YUM! - Looking Yummy

YUM! is the highest rated stock in Tigress’s note at strong buy (versus two neutral ratings).

“YUM continues to aggressively expand its store base in China and other emerging markets; we expect growth in emerging markets and in particular China to be the main driver of greater shareholder value,” says analyst Ivan Feinseth of Tigress Financial.

On top of international expansion, the research report points to the launch of Taco Bell’s breakfast menu as key growth catalyst. Same store sales have been a weak spot, to which Feinseth commented, “Taco Bell’s new breakfast menu, which temporarily took away from sales of their higher margin lunch and dinner menu. We believe this weakness will be transient and will positively impact SSS and domestic market share going forward.”

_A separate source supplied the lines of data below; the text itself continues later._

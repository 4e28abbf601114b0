//! Login user list and credential verification.
//!
//! Users live in a JSON file next to the service. New entries carry a
//! bcrypt `password_hash`; some legacy entries still have a plain
//! `password` and are verified by comparison until they are migrated.

use quiniela_rust_core::utils::normalize_username;
use serde::Deserialize;
use std::fs;
use tracing::warn;

#[derive(Debug, Clone, Deserialize)]
pub struct UserRecord {
    pub username: String,
    #[serde(default)]
    pub password: Option<String>,
    #[serde(default)]
    pub password_hash: Option<String>,
}

/// Load the user list. A missing or malformed file disables login rather
/// than failing startup; the read endpoints still work.
pub fn load_users(path: &str) -> Vec<UserRecord> {
    let raw = match fs::read_to_string(path) {
        Ok(raw) => raw,
        Err(e) => {
            warn!("Could not read users file {}: {}. Login disabled", path, e);
            return Vec::new();
        }
    };

    match serde_json::from_str(&raw) {
        Ok(users) => users,
        Err(e) => {
            warn!("Could not parse users file {}: {}. Login disabled", path, e);
            Vec::new()
        }
    }
}

/// Verify a login attempt. Returns the stored username (original casing)
/// on success.
pub fn verify_login(users: &[UserRecord], username: &str, password: &str) -> Option<String> {
    let wanted = normalize_username(username);
    let user = users
        .iter()
        .find(|u| normalize_username(&u.username) == wanted)?;

    let valid = if let Some(hash) = &user.password_hash {
        bcrypt::verify(password, hash).unwrap_or(false)
    } else if let Some(plain) = &user.password {
        plain == password
    } else {
        false
    };

    valid.then(|| user.username.clone())
}
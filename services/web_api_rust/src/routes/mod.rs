//! Route handlers, one module per concern.

pub mod auth;
pub mod history;
pub mod matches;
pub mod predictions;
pub mod standings;

use crate::state::AppState;
use axum::routing::{get, post};
use axum::Router;
use std::sync::Arc;

pub fn router(state: Arc<AppState>) -> Router {
    Router::new()
        .route("/api/login", post(auth::login_handler))
        .route("/api/matches", get(matches::matches_handler))
        .route("/api/predictions", post(predictions::submit_handler))
        .route("/api/check-bet", get(predictions::check_bet_handler))
        .route("/api/current-bet", get(predictions::current_bet_handler))
        .route("/api/archive", post(predictions::archive_handler))
        .route("/api/history", get(history::history_handler))
        .route("/api/points", get(history::points_handler))
        .route("/api/standings/players", get(standings::players_handler))
        .route("/api/standings/league", get(standings::league_handler))
        .with_state(state)
}
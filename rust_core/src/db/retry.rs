//! Retry logic for transient database failures.
//!
//! Read paths retry with exponential backoff; constraint violations and
//! other application errors surface immediately. Write paths in the store
//! are single-shot so a racing duplicate insert is reported, not retried.

use sqlx::Error as SqlxError;
use std::future::Future;
use std::time::Duration;
use tracing::warn;

/// Execute a database operation with automatic retry on transient failures.
pub async fn execute_with_retry<F, Fut, T>(mut f: F, max_attempts: u32) -> Result<T, SqlxError>
where
    F: FnMut() -> Fut,
    Fut: Future<Output = Result<T, SqlxError>>,
{
    let mut attempt = 0;
    loop {
        attempt += 1;
        match f().await {
            Ok(result) => return Ok(result),
            Err(e) if attempt < max_attempts && is_retriable_error(&e) => {
                let backoff_ms = 100_u64 * 2_u64.pow(attempt - 1);
                warn!(
                    "Database operation failed (attempt {}/{}): {}. Retrying in {}ms",
                    attempt, max_attempts, e, backoff_ms
                );
                tokio::time::sleep(Duration::from_millis(backoff_ms)).await;
            }
            Err(e) => return Err(e),
        }
    }
}

/// Check if a database error is likely transient.
fn is_retriable_error(e: &SqlxError) -> bool {
    match e {
        SqlxError::Io(_) | SqlxError::PoolTimedOut | SqlxError::PoolClosed => true,
        SqlxError::Database(db) => {
            // Constraint violations are application errors, never retriable
            if db.code().as_deref() == Some("23505") {
                return false;
            }
            let msg = db.message().to_lowercase();
            msg.contains("connection")
                || msg.contains("timeout")
                || msg.contains("could not serialize")
                || msg.contains("deadlock detected")
                || msg.contains("too many clients")
                || msg.contains("server closed the connection")
        }
        _ => false,
    }
}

Chipotle - Valuation Stretched

Like most analysts, Feinseth likes Chipotle’s growth, but called the current valuation “unsustainable.” The stock is currently trading at 128 times EV to EP.

Feinseth also pointed out possible headwinds. “Currently strong Key Performance Indicators could start to weaken. Food inflation continues to be a headwind for the company as Beef, Chicken and Avocado prices have all steadily increased, impacting restaurant margins.”

The note sites beef prices at a three year higher and ascending milk, egg and vegetable prices.

Tigress has a neutral rating on Chipotle.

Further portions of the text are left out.